:: LISTED ENTRIES ::
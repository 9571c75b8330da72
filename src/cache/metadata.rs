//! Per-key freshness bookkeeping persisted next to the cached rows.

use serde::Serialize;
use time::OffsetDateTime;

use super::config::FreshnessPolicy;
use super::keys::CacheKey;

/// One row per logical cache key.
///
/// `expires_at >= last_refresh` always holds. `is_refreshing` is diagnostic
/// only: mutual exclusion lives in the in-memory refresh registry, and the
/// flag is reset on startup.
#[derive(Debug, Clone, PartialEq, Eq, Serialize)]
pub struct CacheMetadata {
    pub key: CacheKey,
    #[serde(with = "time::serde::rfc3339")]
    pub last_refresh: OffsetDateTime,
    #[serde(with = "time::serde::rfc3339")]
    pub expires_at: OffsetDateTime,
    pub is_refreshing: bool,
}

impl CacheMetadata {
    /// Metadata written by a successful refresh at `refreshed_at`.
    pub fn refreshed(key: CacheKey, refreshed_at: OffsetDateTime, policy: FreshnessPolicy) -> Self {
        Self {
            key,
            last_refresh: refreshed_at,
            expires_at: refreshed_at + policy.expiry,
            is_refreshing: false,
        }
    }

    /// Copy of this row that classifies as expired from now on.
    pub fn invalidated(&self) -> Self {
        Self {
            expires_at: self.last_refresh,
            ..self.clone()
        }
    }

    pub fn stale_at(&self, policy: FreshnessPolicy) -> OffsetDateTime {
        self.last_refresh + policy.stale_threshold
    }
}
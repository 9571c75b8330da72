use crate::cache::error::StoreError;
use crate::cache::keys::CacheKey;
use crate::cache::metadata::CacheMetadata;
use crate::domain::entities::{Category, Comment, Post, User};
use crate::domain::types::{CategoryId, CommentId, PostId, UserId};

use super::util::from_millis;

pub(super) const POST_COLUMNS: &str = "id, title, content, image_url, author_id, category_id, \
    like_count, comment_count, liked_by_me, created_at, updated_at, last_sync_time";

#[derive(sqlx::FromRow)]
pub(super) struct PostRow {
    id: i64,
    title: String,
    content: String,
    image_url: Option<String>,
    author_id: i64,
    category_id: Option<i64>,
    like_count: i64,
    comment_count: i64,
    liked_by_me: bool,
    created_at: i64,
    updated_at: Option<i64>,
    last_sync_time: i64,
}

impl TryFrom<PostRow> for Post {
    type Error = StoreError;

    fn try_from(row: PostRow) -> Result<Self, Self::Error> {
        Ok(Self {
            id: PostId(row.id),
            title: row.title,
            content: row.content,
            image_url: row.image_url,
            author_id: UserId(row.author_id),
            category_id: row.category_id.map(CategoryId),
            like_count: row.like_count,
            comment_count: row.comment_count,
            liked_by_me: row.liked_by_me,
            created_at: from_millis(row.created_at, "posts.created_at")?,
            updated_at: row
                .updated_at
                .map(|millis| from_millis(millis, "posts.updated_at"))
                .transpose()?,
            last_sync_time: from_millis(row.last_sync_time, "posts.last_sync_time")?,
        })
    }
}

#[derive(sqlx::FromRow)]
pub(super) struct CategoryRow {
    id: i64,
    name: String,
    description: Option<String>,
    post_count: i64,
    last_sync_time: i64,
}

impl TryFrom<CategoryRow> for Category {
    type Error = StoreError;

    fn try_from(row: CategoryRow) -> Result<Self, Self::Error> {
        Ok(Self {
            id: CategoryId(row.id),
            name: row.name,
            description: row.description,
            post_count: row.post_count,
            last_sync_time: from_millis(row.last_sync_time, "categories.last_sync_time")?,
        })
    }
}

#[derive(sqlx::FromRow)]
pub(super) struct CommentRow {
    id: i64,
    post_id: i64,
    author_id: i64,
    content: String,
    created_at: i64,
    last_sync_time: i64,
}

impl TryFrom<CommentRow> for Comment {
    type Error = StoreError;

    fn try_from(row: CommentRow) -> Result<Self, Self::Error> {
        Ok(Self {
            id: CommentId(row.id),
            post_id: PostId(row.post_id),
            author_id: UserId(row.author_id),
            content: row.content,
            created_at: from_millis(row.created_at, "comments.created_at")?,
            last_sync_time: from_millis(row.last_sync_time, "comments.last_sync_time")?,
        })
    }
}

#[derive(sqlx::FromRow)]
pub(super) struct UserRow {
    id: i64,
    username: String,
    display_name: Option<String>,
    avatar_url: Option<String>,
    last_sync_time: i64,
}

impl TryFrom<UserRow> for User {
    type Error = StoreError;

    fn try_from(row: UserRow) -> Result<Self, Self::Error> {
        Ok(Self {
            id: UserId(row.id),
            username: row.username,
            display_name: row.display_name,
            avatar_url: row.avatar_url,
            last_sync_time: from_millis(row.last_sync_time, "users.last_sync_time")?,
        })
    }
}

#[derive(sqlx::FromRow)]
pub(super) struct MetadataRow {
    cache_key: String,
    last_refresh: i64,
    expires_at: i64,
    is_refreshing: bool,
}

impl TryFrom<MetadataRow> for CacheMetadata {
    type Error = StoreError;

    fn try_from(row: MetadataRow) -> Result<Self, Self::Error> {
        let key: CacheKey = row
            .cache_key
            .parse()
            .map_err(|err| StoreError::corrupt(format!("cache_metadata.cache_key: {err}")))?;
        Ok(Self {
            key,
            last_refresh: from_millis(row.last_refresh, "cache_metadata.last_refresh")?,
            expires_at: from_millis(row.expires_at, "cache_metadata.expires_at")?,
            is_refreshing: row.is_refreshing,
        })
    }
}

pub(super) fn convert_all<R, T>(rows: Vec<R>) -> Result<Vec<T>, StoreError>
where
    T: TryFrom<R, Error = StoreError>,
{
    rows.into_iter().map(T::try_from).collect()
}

:: PROBLEM ::
From the material above, copy out every line bearing the string "crate".

:: OUTPUT ::
use crate::cache::error::StoreError;
use crate::cache::keys::CacheKey;
use crate::cache::metadata::CacheMetadata;
use crate::domain::entities::{Category, Comment, Post, User};
use crate::domain::types::{CategoryId, CommentId, PostId, UserId};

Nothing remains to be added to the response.